● What the task requires: Keep only the lines from the top of the listing through the one with "async fn main()", and reproduce them unaltered.

*** Given records Section Begins ***

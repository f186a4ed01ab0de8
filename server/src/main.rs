use anyhow::Result;
use axum::Router;
use clap::Parser;
use spellcore::SpellCheckerConfig;
use std::net::SocketAddr;
use std::path::PathBuf;
use tracing_subscriber::{fmt, EnvFilter};
use server::build_app;
use tokio::net::TcpListener;

#[derive(Parser)]
struct Args {
    /// Index directory path
    #[arg(long, default_value = "./index")]
    index: String,
    /// Host to bind
    #[arg(long, default_value = "0.0.0.0")]
    host: String,
    /// Port to bind
    #[arg(long, default_value_t = 8080)]
    port: u16,
    /// Spellchecker options as a JSON file
    #[arg(long)]
    config: Option<PathBuf>,
    /// Field to draw suggestions from (overrides the config file)
    #[arg(long)]
    field: Option<String>,
}

#[tokio::main]
async fn main() -> Result<()> {
    fmt().with_env_filter(EnvFilter::from_default_env()).init();
    let args = Args::parse();
    let mut config = match &args.config {
        Some(path) => SpellCheckerConfig::from_file(path)?,
        None => SpellCheckerConfig::default(),
    };
    if let Some(field) = args.field {
        config.field = Some(field);
    }
    let app: Router = build_app(args.index.clone(), config)?;

    let addr: SocketAddr = format!("{}:{}", args.host, args.port).parse()?;
    let listener = TcpListener::bind(addr).await?;
    tracing::info!(%addr, "server listening");
    axum::serve(listener, app).await?;
    Ok(())
}
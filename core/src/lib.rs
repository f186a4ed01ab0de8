//! Direct spelling correction over the terms of an inverted index.
//!
//! Query text is split into [`Token`]s, each token is corrected against the
//! term dictionary of one field of an [`IndexSnapshot`], and the per-token
//! results are gathered into a [`SpellingResult`].

pub mod checker;
pub mod config;
pub mod engine;
pub mod error;
pub mod index;
pub mod options;
pub mod persist;
pub mod result;
pub mod schema;
pub mod snapshot;
pub mod source;
pub mod terms;
pub mod tokenizer;

pub use checker::DirectSpellChecker;
pub use config::{SpellCheckerConfig, SuggestionOrder};
pub use error::{Result, SpellError};
pub use index::{DocId, Document, FieldIndex, InvertedIndex, TermId};
pub use options::{SpellRequest, SpellingOptions};
pub use result::{SpellcheckResponse, SpellingResult, Suggestion, TokenCorrection};
pub use schema::{FieldSchema, Schema};
pub use snapshot::{IndexHandle, IndexSnapshot};
pub use source::{FuzzyQuery, TermCandidate, TermSource};
pub use terms::{TermDictionary, WordListSource};
pub use tokenizer::{Analyzer, QueryConverter, SpellingQueryConverter, Token};
use crate::schema::Schema;
use serde::{Deserialize, Serialize};
use std::collections::{HashMap, HashSet};

pub type TermId = u32;
pub type DocId = u32;

/// Term dictionary of one field: term ids plus document frequency per id.
#[derive(Debug, Clone, Default, Serialize, Deserialize)]
pub struct FieldIndex {
    pub dictionary: HashMap<String, TermId>,
    pub df: Vec<u32>,
}

impl FieldIndex {
    pub fn doc_freq(&self, term: &str) -> u32 {
        self.dictionary
            .get(term)
            .and_then(|tid| self.df.get(*tid as usize))
            .copied()
            .unwrap_or(0)
    }

    /// (term, document frequency) pairs in no particular order.
    pub fn frequencies(&self) -> impl Iterator<Item = (&str, u32)> + '_ {
        self.dictionary
            .iter()
            .map(|(term, tid)| (term.as_str(), self.df.get(*tid as usize).copied().unwrap_or(0)))
    }

    fn add_term(&mut self, term: String) -> TermId {
        let next = self.dictionary.len() as TermId;
        let tid = *self.dictionary.entry(term).or_insert(next);
        if self.df.len() <= tid as usize { self.df.resize(tid as usize + 1, 0); }
        tid
    }
}

/// A document to index: (field name, raw value) pairs.
#[derive(Debug, Clone, Default)]
pub struct Document {
    pub fields: Vec<(String, String)>,
}

impl Document {
    pub fn new() -> Self { Self::default() }

    pub fn field(mut self, name: impl Into<String>, value: impl Into<String>) -> Self {
        self.fields.push((name.into(), value.into()));
        self
    }
}

#[derive(Debug, Default, Serialize, Deserialize)]
pub struct InvertedIndex {
    pub schema: Schema,
    pub fields: HashMap<String, FieldIndex>,
    pub num_docs: u32,
}

impl InvertedIndex {
    pub fn new(schema: Schema) -> Self {
        Self { schema, ..Self::default() }
    }

    /// Analyze every indexed field of `doc` and count each distinct term once.
    pub fn add_document(&mut self, doc: &Document) -> DocId {
        let doc_id = self.num_docs;
        self.num_docs += 1;

        let mut seen_in_doc: HashSet<(&str, TermId)> = HashSet::new();
        for (name, value) in &doc.fields {
            let Some(field) = self.schema.field(name) else {
                tracing::warn!(doc_id, field = %name, "field not in schema, skipping");
                continue;
            };
            if !field.indexed {
                tracing::debug!(doc_id, field = %name, "field not indexed");
                continue;
            }
            let tokens = field.analyzer.analyze(value);
            let field_index = self.fields.entry(name.clone()).or_default();
            for token in tokens {
                let tid = field_index.add_term(token.text().to_string());
                if seen_in_doc.insert((name.as_str(), tid)) {
                    field_index.df[tid as usize] += 1;
                }
            }
        }
        doc_id
    }

    pub fn doc_freq(&self, field: &str, term: &str) -> u32 {
        self.fields.get(field).map(|f| f.doc_freq(term)).unwrap_or(0)
    }
}

#[cfg(test)]
mod tests {
    use super::*;
    use crate::schema::FieldSchema;
    use crate::tokenizer::Analyzer;

    #[test]
    fn counts_document_frequency_once_per_doc() {
        let schema = Schema::new().with_field("body", FieldSchema::text(Analyzer::simple()));
        let mut index = InvertedIndex::new(schema);
        index.add_document(&Document::new().field("body", "foo foo bar"));
        index.add_document(&Document::new().field("body", "foo"));
        index.add_document(&Document::new().field("other", "foo"));
        assert_eq!(index.num_docs, 3);
        assert_eq!(index.doc_freq("body", "foo"), 2);
        assert_eq!(index.doc_freq("body", "bar"), 1);
        assert_eq!(index.doc_freq("other", "foo"), 0);
    }
}
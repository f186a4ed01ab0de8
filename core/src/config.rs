use crate::error::{Result, SpellError};
use anyhow::Context;
use serde::{Deserialize, Serialize};
use std::path::Path;

/// How suggestions for one token are ranked.
#[derive(Debug, Clone, Copy, Default, PartialEq, Eq, Serialize, Deserialize)]
pub enum SuggestionOrder {
    /// Document frequency desc, then edit distance, then term.
    #[default]
    #[serde(rename = "freq")]
    Frequency,
    /// Similarity score desc, then document frequency, then term.
    #[serde(rename = "score")]
    Score,
}

/// Options recognized when configuring a spellchecker.
#[derive(Debug, Clone, Serialize, Deserialize)]
#[serde(rename_all = "camelCase")]
pub struct SpellCheckerConfig {
    #[serde(default = "default_name")]
    pub name: String,
    #[serde(default)]
    pub field: Option<String>,
    #[serde(default = "default_min_query_length")]
    pub min_query_length: usize,
    #[serde(default = "default_max_query_length")]
    pub max_query_length: usize,
    #[serde(default)]
    pub only_more_popular: bool,
    #[serde(default)]
    pub extended_results: bool,
    #[serde(default = "default_count", alias = "maxResultsPerToken")]
    pub count: usize,
    #[serde(default = "default_max_edits")]
    pub max_edits: u32,
    #[serde(default = "default_accuracy")]
    pub accuracy: f32,
    #[serde(default)]
    pub min_prefix: usize,
    #[serde(default = "default_max_inspections")]
    pub max_inspections: usize,
    /// Below 1 a fraction of the document count, otherwise an absolute count.
    #[serde(default)]
    pub threshold_token_frequency: f32,
    /// Same units as `threshold_token_frequency`.
    #[serde(default)]
    pub max_query_frequency: Option<f32>,
    #[serde(default)]
    pub comparator: SuggestionOrder,
}

fn default_name() -> String { "default".to_string() }
fn default_min_query_length() -> usize { 4 }
fn default_max_query_length() -> usize { usize::MAX }
fn default_count() -> usize { 1 }
fn default_max_edits() -> u32 { 2 }
fn default_accuracy() -> f32 { 0.5 }
fn default_max_inspections() -> usize { 5 }

impl Default for SpellCheckerConfig {
    fn default() -> Self {
        Self {
            name: default_name(),
            field: None,
            min_query_length: default_min_query_length(),
            max_query_length: default_max_query_length(),
            only_more_popular: false,
            extended_results: false,
            count: default_count(),
            max_edits: default_max_edits(),
            accuracy: default_accuracy(),
            min_prefix: 0,
            max_inspections: default_max_inspections(),
            threshold_token_frequency: 0.0,
            max_query_frequency: None,
            comparator: SuggestionOrder::default(),
        }
    }
}

impl SpellCheckerConfig {
    pub fn for_field(field: impl Into<String>) -> Self {
        Self { field: Some(field.into()), ..Self::default() }
    }

    /// Build from a mapping of option name to value. Unknown keys are ignored.
    pub fn from_options(options: &serde_json::Map<String, serde_json::Value>) -> Result<Self> {
        let config: Self = serde_json::from_value(serde_json::Value::Object(options.clone()))
            .map_err(|e| SpellError::InvalidConfig(e.to_string()))?;
        config.validate()?;
        Ok(config)
    }

    pub fn from_file(path: &Path) -> anyhow::Result<Self> {
        let contents = std::fs::read_to_string(path)
            .with_context(|| format!("Failed to read spellcheck config: {}", path.display()))?;
        serde_json::from_str(&contents)
            .with_context(|| format!("Failed to parse spellcheck config: {}", path.display()))
    }

    pub fn field(&self) -> Result<&str> {
        match self.field.as_deref().map(str::trim) {
            Some(f) if !f.is_empty() => Ok(f),
            _ => Err(SpellError::MissingField),
        }
    }

    pub fn validate(&self) -> Result<()> {
        self.field()?;
        if !(1..=2).contains(&self.max_edits) {
            return Err(invalid("maxEdits", format!("{} is not between 1 and 2", self.max_edits)));
        }
        if !(0.0..=1.0).contains(&self.accuracy) {
            return Err(invalid("accuracy", format!("{} is not between 0 and 1", self.accuracy)));
        }
        if self.count == 0 {
            return Err(invalid("count", "must be at least 1".to_string()));
        }
        if self.max_inspections == 0 {
            return Err(invalid("maxInspections", "must be at least 1".to_string()));
        }
        if self.min_query_length > self.max_query_length {
            return Err(invalid(
                "minQueryLength",
                format!("{} exceeds maxQueryLength {}", self.min_query_length, self.max_query_length),
            ));
        }
        if self.threshold_token_frequency < 0.0 {
            return Err(invalid("thresholdTokenFrequency", "must not be negative".to_string()));
        }
        if matches!(self.max_query_frequency, Some(f) if f < 0.0) {
            return Err(invalid("maxQueryFrequency", "must not be negative".to_string()));
        }
        Ok(())
    }
}

fn invalid(name: &'static str, reason: String) -> SpellError {
    SpellError::InvalidOption { name, reason }
}

/// Resolve a frequency option against the corpus size.
pub(crate) fn absolute_frequency(value: f32, num_docs: u32) -> u32 {
    if value >= 1.0 {
        value as u32
    } else {
        (value * num_docs as f32).ceil() as u32
    }
}

#[cfg(test)]
mod tests {
    use super::*;
    use serde_json::json;

    fn options(value: serde_json::Value) -> serde_json::Map<String, serde_json::Value> {
        value.as_object().cloned().unwrap()
    }

    #[test]
    fn test_defaults() {
        let config = SpellCheckerConfig::from_options(&options(json!({ "field": "body" }))).unwrap();
        assert_eq!(config.min_query_length, 4);
        assert_eq!(config.max_query_length, usize::MAX);
        assert_eq!(config.count, 1);
        assert_eq!(config.max_edits, 2);
        assert!(!config.only_more_popular);
        assert!(!config.extended_results);
        assert_eq!(config.comparator, SuggestionOrder::Frequency);
    }

    #[test]
    fn test_recognized_keys() {
        let config = SpellCheckerConfig::from_options(&options(json!({
            "field": "teststop",
            "minQueryLength": 2,
            "maxQueryLength": 7,
            "onlyMorePopular": true,
            "maxResultsPerToken": 3,
            "comparator": "score",
            "unrelated": "ignored",
        })))
        .unwrap();
        assert_eq!(config.field().unwrap(), "teststop");
        assert_eq!(config.min_query_length, 2);
        assert_eq!(config.max_query_length, 7);
        assert!(config.only_more_popular);
        assert_eq!(config.count, 3);
        assert_eq!(config.comparator, SuggestionOrder::Score);
    }

    #[test]
    fn test_missing_field() {
        let err = SpellCheckerConfig::from_options(&options(json!({ "minQueryLength": 2 }))).unwrap_err();
        assert!(matches!(err, SpellError::MissingField));
        let err = SpellCheckerConfig::from_options(&options(json!({ "field": "  " }))).unwrap_err();
        assert!(matches!(err, SpellError::MissingField));
    }

    #[test]
    fn test_invalid_values() {
        let err = SpellCheckerConfig::from_options(&options(json!({ "field": "f", "maxEdits": 3 }))).unwrap_err();
        assert!(matches!(err, SpellError::InvalidOption { name: "maxEdits", .. }));
        let err = SpellCheckerConfig::from_options(&options(json!({ "field": "f", "count": "many" }))).unwrap_err();
        assert!(matches!(err, SpellError::InvalidConfig(_)));
        let err = SpellCheckerConfig::from_options(&options(json!({
            "field": "f", "minQueryLength": 9, "maxQueryLength": 8
        })))
        .unwrap_err();
        assert!(err.is_config());
    }

    #[test]
    fn test_absolute_frequency() {
        assert_eq!(absolute_frequency(0.0, 100), 0);
        assert_eq!(absolute_frequency(0.01, 5), 1);
        assert_eq!(absolute_frequency(0.25, 100), 25);
        assert_eq!(absolute_frequency(3.0, 100), 3);
    }
}
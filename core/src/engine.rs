//! Per-token correction: bounded fuzzy lookup, popularity filters, ranking.

use crate::config::SuggestionOrder;
use crate::error::Result;
use crate::options::SpellingOptions;
use crate::result::{Suggestion, TokenCorrection};
use crate::source::{FuzzyQuery, TermCandidate, TermSource};
use crate::tokenizer::Token;
use std::cmp::Ordering;

/// Correct one token against `field`. Finding nothing is a valid outcome;
/// only errors from `source` are returned as errors.
pub fn correct(
    token: &Token,
    field: &str,
    options: &SpellingOptions,
    source: &dyn TermSource,
) -> Result<TokenCorrection> {
    let original_frequency = source.frequency(field, token.text())?;

    let len = token.char_len();
    if len < options.min_query_length || len > options.max_query_length {
        tracing::debug!(token = token.text(), len, "token length out of bounds, not correcting");
        return Ok(TokenCorrection::uncorrected(original_frequency));
    }
    if let Some(limit) = options.max_query_frequency {
        if original_frequency > limit {
            tracing::debug!(token = token.text(), original_frequency, limit, "token too frequent to correct");
            return Ok(TokenCorrection::uncorrected(original_frequency));
        }
    }

    let query = FuzzyQuery {
        max_edits: options.max_edit_distance,
        max_candidates: options.candidate_limit(),
        accuracy: options.accuracy_threshold,
        min_prefix: options.min_prefix,
    };
    let candidates = source.suggest(field, token.text(), &query)?;
    let fetched = candidates.len();

    let mut kept: Vec<TermCandidate> = candidates
        .into_iter()
        .filter(|c| c.term != token.text())
        .filter(|c| c.doc_freq >= options.min_suggestion_frequency)
        .filter(|c| !options.only_more_popular || original_frequency == 0 || c.doc_freq > original_frequency)
        .collect();
    kept.sort_by(|a, b| rank(options.order, a, b));
    kept.truncate(options.max_results_per_token);

    tracing::debug!(token = token.text(), original_frequency, fetched, kept = kept.len(), "corrected token");
    Ok(TokenCorrection {
        original_frequency,
        suggestions: kept
            .into_iter()
            .map(|c| Suggestion { word: c.term, frequency: c.doc_freq })
            .collect(),
    })
}

fn rank(order: SuggestionOrder, a: &TermCandidate, b: &TermCandidate) -> Ordering {
    match order {
        SuggestionOrder::Frequency => b
            .doc_freq
            .cmp(&a.doc_freq)
            .then(a.edit_distance.cmp(&b.edit_distance))
            .then_with(|| a.term.cmp(&b.term)),
        SuggestionOrder::Score => b
            .score
            .total_cmp(&a.score)
            .then(b.doc_freq.cmp(&a.doc_freq))
            .then_with(|| a.term.cmp(&b.term)),
    }
}
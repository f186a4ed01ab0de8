use crate::config::SuggestionOrder;
use crate::tokenizer::Token;
use serde::Deserialize;

/// Suggestions per token when extended results are asked for without a count.
pub const EXTENDED_RESULTS_COUNT: usize = 5;

/// Per-request overrides of the configured defaults.
#[derive(Debug, Clone, Default, Deserialize)]
#[serde(rename_all = "camelCase")]
pub struct SpellRequest {
    pub count: Option<usize>,
    pub only_more_popular: Option<bool>,
    pub extended_results: Option<bool>,
    pub accuracy: Option<f32>,
}

/// Policy snapshot for one correction request. Frequencies are absolute
/// document counts, already resolved against the snapshot being queried.
#[derive(Debug, Clone, PartialEq)]
pub struct SpellingOptions {
    pub tokens: Vec<Token>,
    pub min_query_length: usize,
    pub max_query_length: usize,
    pub max_edit_distance: u32,
    pub min_suggestion_frequency: u32,
    pub max_results_per_token: usize,
    pub accuracy_threshold: f32,
    pub only_more_popular: bool,
    pub extended_results: bool,
    pub min_prefix: usize,
    pub max_inspections: usize,
    pub max_query_frequency: Option<u32>,
    pub order: SuggestionOrder,
}

impl SpellingOptions {
    /// Defaults for a bare request over `tokens`.
    pub fn new(tokens: Vec<Token>) -> Self {
        Self {
            tokens,
            min_query_length: 4,
            max_query_length: usize::MAX,
            max_edit_distance: 2,
            min_suggestion_frequency: 0,
            max_results_per_token: 1,
            accuracy_threshold: 0.5,
            only_more_popular: false,
            extended_results: false,
            min_prefix: 0,
            max_inspections: 5,
            max_query_frequency: None,
            order: SuggestionOrder::Frequency,
        }
    }

    /// Candidates to fetch per token before popularity filtering.
    pub fn candidate_limit(&self) -> usize {
        self.max_results_per_token.saturating_mul(self.max_inspections.max(1))
    }
}
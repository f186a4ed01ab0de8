use crate::error::Result;

/// Bounds for one fuzzy term lookup.
#[derive(Debug, Clone, Copy, PartialEq)]
pub struct FuzzyQuery {
    pub max_edits: u32,
    pub max_candidates: usize,
    /// Minimum similarity, `1 - distance / shorter length`.
    pub accuracy: f32,
    /// Leading chars a candidate must share with the query term.
    pub min_prefix: usize,
}

#[derive(Debug, Clone, PartialEq)]
pub struct TermCandidate {
    pub term: String,
    pub doc_freq: u32,
    pub edit_distance: u32,
    pub score: f32,
}

/// Read-only provider of indexed terms and their document frequencies.
///
/// Implementations answer from a fixed point-in-time view: the same inputs
/// against the same view yield the same ordered output.
pub trait TermSource {
    /// Document frequency of `term` in `field`, 0 if absent.
    fn frequency(&self, field: &str, term: &str) -> Result<u32>;

    /// Terms of `field` within the query's edit distance, most frequent first.
    fn suggest(&self, field: &str, term: &str, query: &FuzzyQuery) -> Result<Vec<TermCandidate>>;

    fn num_docs(&self) -> u32;
}
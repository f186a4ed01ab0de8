use crate::error::{Result, SpellError};
use crate::tokenizer::Analyzer;
use serde::{Deserialize, Serialize};
use std::collections::BTreeMap;

#[derive(Debug, Clone, Copy, PartialEq, Eq, Serialize, Deserialize)]
pub struct FieldSchema {
    pub indexed: bool,
    pub analyzer: Analyzer,
}

impl FieldSchema {
    pub fn text(analyzer: Analyzer) -> Self { Self { indexed: true, analyzer } }
    /// A field that is stored but never analyzed into terms.
    pub fn stored() -> Self { Self { indexed: false, analyzer: Analyzer::simple() } }
}

#[derive(Debug, Clone, Default, Serialize, Deserialize)]
pub struct Schema {
    pub fields: BTreeMap<String, FieldSchema>,
}

impl Schema {
    pub fn new() -> Self { Self::default() }

    pub fn with_field(mut self, name: impl Into<String>, field: FieldSchema) -> Self {
        self.fields.insert(name.into(), field);
        self
    }

    pub fn field(&self, name: &str) -> Option<&FieldSchema> { self.fields.get(name) }

    /// Look up a field that spelling suggestions can be drawn from.
    pub fn spellcheck_field(&self, name: &str) -> Result<&FieldSchema> {
        let field = self.fields.get(name).ok_or_else(|| SpellError::UnknownField(name.to_string()))?;
        if !field.indexed {
            return Err(SpellError::FieldNotIndexed(name.to_string()));
        }
        Ok(field)
    }
}

#[cfg(test)]
mod tests {
    use super::*;

    #[test]
    fn spellcheck_field_requires_indexed_field() {
        let schema = Schema::new()
            .with_field("body", FieldSchema::text(Analyzer::spelling()))
            .with_field("url", FieldSchema::stored());
        assert!(schema.spellcheck_field("body").is_ok());
        assert!(matches!(schema.spellcheck_field("url"), Err(SpellError::FieldNotIndexed(_))));
        assert!(matches!(schema.spellcheck_field("nope"), Err(SpellError::UnknownField(_))));
    }
}
use spellcore::tokenizer::{tokenize, Analyzer, QueryConverter, SpellingQueryConverter, Token};

fn words(tokens: Vec<Token>) -> Vec<String> {
    tokens.into_iter().map(|t| t.text().to_string()).collect()
}

#[test]
fn it_normalizes_and_stems() {
    let words = words(tokenize("Running Runners RUN! The café's menu."));
    // Stemming to "run" should appear
    assert!(words.contains(&"run".to_string()));
    // Possessive suffix is stripped before stemming
    assert!(words.contains(&"menu".to_string()));
    assert!(words.iter().any(|w| w.starts_with("caf")));
}

#[test]
fn it_filters_stopwords() {
    let words = words(Analyzer::spelling().analyze("The quick brown fox and the lazy dog"));
    assert!(!words.contains(&"the".to_string()));
    assert!(!words.contains(&"and".to_string()));
    assert_eq!(words, vec!["quick", "brown", "fox", "lazy", "dog"]);
}

#[test]
fn spelling_analyzer_keeps_surface_forms() {
    let words = words(Analyzer::spelling().analyze("another foo"));
    assert_eq!(words, vec!["another", "foo"]);
}

#[test]
fn offsets_are_monotonic_and_non_empty() {
    let query = "ﬁsh  and   chips, again: fish!";
    let tokens = SpellingQueryConverter::default().convert(query);
    let mut last_end = 0;
    for token in &tokens {
        assert!(token.start_offset() >= last_end);
        assert!(token.end_offset() > token.start_offset());
        last_end = token.end_offset();
    }
    assert_eq!(tokens[0].text(), "fish");
    assert_eq!(&query[tokens[0].start_offset()..tokens[0].end_offset()], "ﬁsh");
}

#[test]
fn repeated_words_stay_distinct() {
    let tokens = SpellingQueryConverter::default().convert("fob fob");
    assert_eq!(tokens.len(), 2);
    assert_eq!(tokens[0].text(), tokens[1].text());
    assert_ne!(tokens[0], tokens[1]);
}
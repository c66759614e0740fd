//! Paths locating a failure inside the validated value.
//!
//! A [`Path`] is never built incrementally during evaluation. It is derived
//! after the fact from a failure's [`Context`](crate::Context) chain, so it
//! only exists for failures somebody actually looks at.

use std::fmt::{self, Display};

/// One step of a path: an object key or an array index.
#[derive(Debug, Clone, PartialEq, Eq, Hash)]
pub enum PathSegment {
    /// A property of an object (e.g. `user`, `email`)
    Field(String),
    /// A position in an array (e.g. `[0]`)
    Index(usize),
}

impl PathSegment {
    /// Creates a field segment.
    pub fn field(name: impl Into<String>) -> Self {
        PathSegment::Field(name.into())
    }

    /// Creates an index segment.
    pub fn index(idx: usize) -> Self {
        PathSegment::Index(idx)
    }

    /// Returns the field name, if this is a field segment.
    pub fn as_field(&self) -> Option<&str> {
        match self {
            PathSegment::Field(name) => Some(name),
            PathSegment::Index(_) => None,
        }
    }

    /// Returns the index, if this is an index segment.
    pub fn as_index(&self) -> Option<usize> {
        match self {
            PathSegment::Field(_) => None,
            PathSegment::Index(idx) => Some(*idx),
        }
    }
}

impl Display for PathSegment {
    fn fmt(&self, f: &mut fmt::Formatter<'_>) -> fmt::Result {
        match self {
            PathSegment::Field(name) => f.write_str(name),
            PathSegment::Index(idx) => write!(f, "{}", idx),
        }
    }
}

impl From<&str> for PathSegment {
    fn from(name: &str) -> Self {
        PathSegment::Field(name.to_string())
    }
}

impl From<String> for PathSegment {
    fn from(name: String) -> Self {
        PathSegment::Field(name)
    }
}

impl From<usize> for PathSegment {
    fn from(idx: usize) -> Self {
        PathSegment::Index(idx)
    }
}

/// Root-to-leaf sequence of segments locating a value.
///
/// # Example
///
/// ```rust
/// use specimen::{Path, PathSegment};
///
/// let path: Path = vec![
///     PathSegment::field("users"),
///     PathSegment::index(0),
///     PathSegment::field("email"),
/// ]
/// .into_iter()
/// .collect();
///
/// assert_eq!(path.to_string(), "users[0].email");
/// assert_eq!(path.len(), 3);
/// ```
#[derive(Debug, Clone, PartialEq, Eq, Hash, Default)]
pub struct Path {
    segments: Vec<PathSegment>,
}

impl Path {
    /// The empty path, locating the root value.
    pub fn root() -> Self {
        Self::default()
    }

    /// Builds a path from segments already in root-to-leaf order.
    pub fn from_segments(segments: Vec<PathSegment>) -> Self {
        Self { segments }
    }

    /// Returns true if this path locates the root value.
    pub fn is_root(&self) -> bool {
        self.segments.is_empty()
    }

    /// Returns the number of segments.
    pub fn len(&self) -> usize {
        self.segments.len()
    }

    /// Returns true if there are no segments.
    pub fn is_empty(&self) -> bool {
        self.segments.is_empty()
    }

    /// Iterates segments from root to leaf.
    pub fn segments(&self) -> impl Iterator<Item = &PathSegment> {
        self.segments.iter()
    }

    /// Returns the segments as a slice.
    pub fn as_slice(&self) -> &[PathSegment] {
        &self.segments
    }

    /// Returns the leaf segment, or None at the root.
    pub fn last(&self) -> Option<&PathSegment> {
        self.segments.last()
    }
}

impl FromIterator<PathSegment> for Path {
    fn from_iter<I: IntoIterator<Item = PathSegment>>(iter: I) -> Self {
        Self {
            segments: iter.into_iter().collect(),
        }
    }
}

impl<'a> IntoIterator for &'a Path {
    type Item = &'a PathSegment;
    type IntoIter = std::slice::Iter<'a, PathSegment>;

    fn into_iter(self) -> Self::IntoIter {
        self.segments.iter()
    }
}

impl PartialEq<[PathSegment]> for Path {
    fn eq(&self, other: &[PathSegment]) -> bool {
        self.segments == other
    }
}

impl Display for Path {
    fn fmt(&self, f: &mut fmt::Formatter<'_>) -> fmt::Result {
        for (i, segment) in self.segments.iter().enumerate() {
            match segment {
                PathSegment::Field(name) => {
                    if i > 0 {
                        write!(f, ".")?;
                    }
                    write!(f, "{}", name)?;
                }
                PathSegment::Index(idx) => write!(f, "[{}]", idx)?,
            }
        }
        Ok(())
    }
}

*** Given records Section Ends ***

● Task solution:
repository f186a4ed01ab0de8
filename server/src/main.rs
use anyhow::Result;
use axum::Router;
use clap::Parser;
use spellcore::SpellCheckerConfig;
use std::net::SocketAddr;
use std::path::PathBuf;
use tracing_subscriber::{fmt, EnvFilter};
use server::build_app;
use tokio::net::TcpListener;

#[derive(Parser)]
struct Args {
    /// Index directory path
    #[arg(long, default_value = "./index")]
    index: String,
    /// Host to bind
    #[arg(long, default_value = "0.0.0.0")]
    host: String,
    /// Port to bind
    #[arg(long, default_value_t = 8080)]
    port: u16,
    /// Spellchecker options as a JSON file
    #[arg(long)]
    config: Option<PathBuf>,
    /// Field to draw suggestions from (overrides the config file)
    #[arg(long)]
    field: Option<String>,
}

#[tokio::main]
async fn main() -> Result<()> {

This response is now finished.